Dataset entries:
—————

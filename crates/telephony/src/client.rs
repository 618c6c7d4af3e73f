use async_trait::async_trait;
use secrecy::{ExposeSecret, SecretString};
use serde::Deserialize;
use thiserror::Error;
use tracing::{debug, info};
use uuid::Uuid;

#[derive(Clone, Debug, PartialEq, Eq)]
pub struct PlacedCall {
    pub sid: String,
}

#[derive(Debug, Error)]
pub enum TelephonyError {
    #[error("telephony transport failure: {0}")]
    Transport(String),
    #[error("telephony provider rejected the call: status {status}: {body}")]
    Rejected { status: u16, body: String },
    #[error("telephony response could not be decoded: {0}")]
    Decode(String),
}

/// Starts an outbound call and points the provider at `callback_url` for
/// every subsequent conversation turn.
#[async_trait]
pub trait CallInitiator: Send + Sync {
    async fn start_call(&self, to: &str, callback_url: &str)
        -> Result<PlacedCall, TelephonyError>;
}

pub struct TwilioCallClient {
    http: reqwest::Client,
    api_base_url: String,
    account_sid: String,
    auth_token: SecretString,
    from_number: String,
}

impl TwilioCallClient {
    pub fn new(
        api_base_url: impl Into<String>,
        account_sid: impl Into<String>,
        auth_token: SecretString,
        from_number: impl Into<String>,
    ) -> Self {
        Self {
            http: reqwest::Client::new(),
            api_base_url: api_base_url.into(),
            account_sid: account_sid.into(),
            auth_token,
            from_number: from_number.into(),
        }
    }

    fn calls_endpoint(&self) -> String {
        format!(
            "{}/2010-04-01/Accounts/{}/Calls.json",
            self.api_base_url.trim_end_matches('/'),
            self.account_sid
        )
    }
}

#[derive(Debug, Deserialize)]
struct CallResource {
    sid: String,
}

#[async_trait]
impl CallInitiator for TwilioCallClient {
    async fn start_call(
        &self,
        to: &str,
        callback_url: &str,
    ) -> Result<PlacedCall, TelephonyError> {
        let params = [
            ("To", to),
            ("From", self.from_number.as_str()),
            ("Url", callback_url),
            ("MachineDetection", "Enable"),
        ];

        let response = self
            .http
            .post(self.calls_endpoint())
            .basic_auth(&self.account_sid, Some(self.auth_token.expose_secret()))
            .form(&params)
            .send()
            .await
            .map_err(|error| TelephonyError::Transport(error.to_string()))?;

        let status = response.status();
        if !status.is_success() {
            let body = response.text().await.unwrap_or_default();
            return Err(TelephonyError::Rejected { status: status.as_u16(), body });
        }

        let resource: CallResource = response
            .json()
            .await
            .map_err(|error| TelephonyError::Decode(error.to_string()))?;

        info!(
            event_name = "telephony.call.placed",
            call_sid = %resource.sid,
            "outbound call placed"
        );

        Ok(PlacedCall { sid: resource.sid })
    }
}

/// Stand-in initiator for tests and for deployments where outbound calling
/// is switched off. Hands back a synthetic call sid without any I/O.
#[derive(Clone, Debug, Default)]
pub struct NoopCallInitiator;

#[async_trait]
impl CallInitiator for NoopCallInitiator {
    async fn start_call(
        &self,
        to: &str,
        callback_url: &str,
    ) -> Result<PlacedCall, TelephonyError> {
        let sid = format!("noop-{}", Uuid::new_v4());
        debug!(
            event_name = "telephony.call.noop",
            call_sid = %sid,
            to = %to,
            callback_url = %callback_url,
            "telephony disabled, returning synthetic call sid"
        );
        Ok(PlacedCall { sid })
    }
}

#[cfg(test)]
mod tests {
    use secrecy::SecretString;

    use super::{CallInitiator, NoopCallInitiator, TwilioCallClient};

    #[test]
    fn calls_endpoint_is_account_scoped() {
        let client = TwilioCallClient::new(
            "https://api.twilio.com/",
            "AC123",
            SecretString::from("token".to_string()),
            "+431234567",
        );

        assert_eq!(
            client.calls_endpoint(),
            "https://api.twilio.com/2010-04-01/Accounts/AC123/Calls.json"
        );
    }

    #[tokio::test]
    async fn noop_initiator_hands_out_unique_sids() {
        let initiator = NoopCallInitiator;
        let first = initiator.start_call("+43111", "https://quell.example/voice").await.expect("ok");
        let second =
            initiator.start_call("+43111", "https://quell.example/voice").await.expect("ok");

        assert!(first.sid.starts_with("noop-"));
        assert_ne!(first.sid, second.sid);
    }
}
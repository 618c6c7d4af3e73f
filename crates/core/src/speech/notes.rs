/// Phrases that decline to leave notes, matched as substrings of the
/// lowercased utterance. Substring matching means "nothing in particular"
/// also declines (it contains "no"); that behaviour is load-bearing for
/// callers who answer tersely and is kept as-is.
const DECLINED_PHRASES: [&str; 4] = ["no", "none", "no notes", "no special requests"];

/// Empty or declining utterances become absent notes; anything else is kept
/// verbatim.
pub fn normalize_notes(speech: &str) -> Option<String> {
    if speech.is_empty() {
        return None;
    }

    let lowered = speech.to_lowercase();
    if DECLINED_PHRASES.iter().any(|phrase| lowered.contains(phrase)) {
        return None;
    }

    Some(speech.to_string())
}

—————

All the lines above need to be printed again, exactly.

Your solution:
filename crates/telephony/src/client.rs
repository 618c6c7d4af3e73f
use async_trait::async_trait;
use secrecy::{ExposeSecret, SecretString};
use serde::Deserialize;
use thiserror::Error;
use tracing::{debug, info};
use uuid::Uuid;

#[derive(Clone, Debug, PartialEq, Eq)]
pub struct PlacedCall {
    pub sid: String,
}

#[derive(Debug, Error)]
pub enum TelephonyError {
    #[error("telephony transport failure: {0}")]
    Transport(String),
    #[error("telephony provider rejected the call: status {status}: {body}")]
    Rejected { status: u16, body: String },
    #[error("telephony response could not be decoded: {0}")]
    Decode(String),
}

/// Starts an outbound call and points the provider at `callback_url` for
/// every subsequent conversation turn.
#[async_trait]
pub trait CallInitiator: Send + Sync {
    async fn start_call(&self, to: &str, callback_url: &str)
        -> Result<PlacedCall, TelephonyError>;
}

pub struct TwilioCallClient {
    http: reqwest::Client,
    api_base_url: String,
    account_sid: String,
    auth_token: SecretString,
    from_number: String,
}

impl TwilioCallClient {
    pub fn new(
        api_base_url: impl Into<String>,
        account_sid: impl Into<String>,
        auth_token: SecretString,
        from_number: impl Into<String>,
    ) -> Self {
        Self {
            http: reqwest::Client::new(),
            api_base_url: api_base_url.into(),
            account_sid: account_sid.into(),
            auth_token,
            from_number: from_number.into(),
        }
    }

    fn calls_endpoint(&self) -> String {
        format!(
            "{}/2010-04-01/Accounts/{}/Calls.json",
            self.api_base_url.trim_end_matches('/'),
            self.account_sid
        )
    }
}

#[derive(Debug, Deserialize)]
struct CallResource {
    sid: String,
}

#[async_trait]
impl CallInitiator for TwilioCallClient {
    async fn start_call(
        &self,
        to: &str,
        callback_url: &str,
    ) -> Result<PlacedCall, TelephonyError> {
        let params = [
            ("To", to),
            ("From", self.from_number.as_str()),
            ("Url", callback_url),
            ("MachineDetection", "Enable"),
        ];

        let response = self
            .http
            .post(self.calls_endpoint())
            .basic_auth(&self.account_sid, Some(self.auth_token.expose_secret()))
            .form(&params)
            .send()
            .await
            .map_err(|error| TelephonyError::Transport(error.to_string()))?;

        let status = response.status();
        if !status.is_success() {
            let body = response.text().await.unwrap_or_default();
            return Err(TelephonyError::Rejected { status: status.as_u16(), body });
        }

        let resource: CallResource = response
            .json()
            .await
            .map_err(|error| TelephonyError::Decode(error.to_string()))?;

        info!(
            event_name = "telephony.call.placed",
            call_sid = %resource.sid,
            "outbound call placed"
        );

        Ok(PlacedCall { sid: resource.sid })
    }
}

/// Stand-in initiator for tests and for deployments where outbound calling
/// is switched off. Hands back a synthetic call sid without any I/O.
#[derive(Clone, Debug, Default)]
pub struct NoopCallInitiator;

#[async_trait]
impl CallInitiator for NoopCallInitiator {
    async fn start_call(
        &self,
        to: &str,
        callback_url: &str,
    ) -> Result<PlacedCall, TelephonyError> {
        let sid = format!("noop-{}", Uuid::new_v4());
        debug!(
            event_name = "telephony.call.noop",
            call_sid = %sid,
            to = %to,
            callback_url = %callback_url,
            "telephony disabled, returning synthetic call sid"
        );
        Ok(PlacedCall { sid })
    }
}

#[cfg(test)]
mod tests {
    use secrecy::SecretString;

    use super::{CallInitiator, NoopCallInitiator, TwilioCallClient};

    #[test]
    fn calls_endpoint_is_account_scoped() {
        let client = TwilioCallClient::new(
            "https://api.twilio.com/",
            "AC123",
            SecretString::from("token".to_string()),
            "+431234567",
        );

        assert_eq!(
            client.calls_endpoint(),
            "https://api.twilio.com/2010-04-01/Accounts/AC123/Calls.json"
        );
    }

    #[tokio::test]
    async fn noop_initiator_hands_out_unique_sids() {
        let initiator = NoopCallInitiator;
        let first = initiator.start_call("+43111", "https://quell.example/voice").await.expect("ok");
        let second =
            initiator.start_call("+43111", "https://quell.example/voice").await.expect("ok");

        assert!(first.sid.starts_with("noop-"));
        assert_ne!(first.sid, second.sid);
    }
}
repository 618c6c7d4af3e73f
filename crates/core/src/speech/notes.rs
/// Phrases that decline to leave notes, matched as substrings of the
/// lowercased utterance. Substring matching means "nothing in particular"
/// also declines (it contains "no"); that behaviour is load-bearing for
/// callers who answer tersely and is kept as-is.
const DECLINED_PHRASES: [&str; 4] = ["no", "none", "no notes", "no special requests"];

/// Empty or declining utterances become absent notes; anything else is kept
/// verbatim.
pub fn normalize_notes(speech: &str) -> Option<String> {
    if speech.is_empty() {
        return None;
    }

    let lowered = speech.to_lowercase();
    if DECLINED_PHRASES.iter().any(|phrase| lowered.contains(phrase)) {
        return None;
    }

    Some(speech.to_string())
}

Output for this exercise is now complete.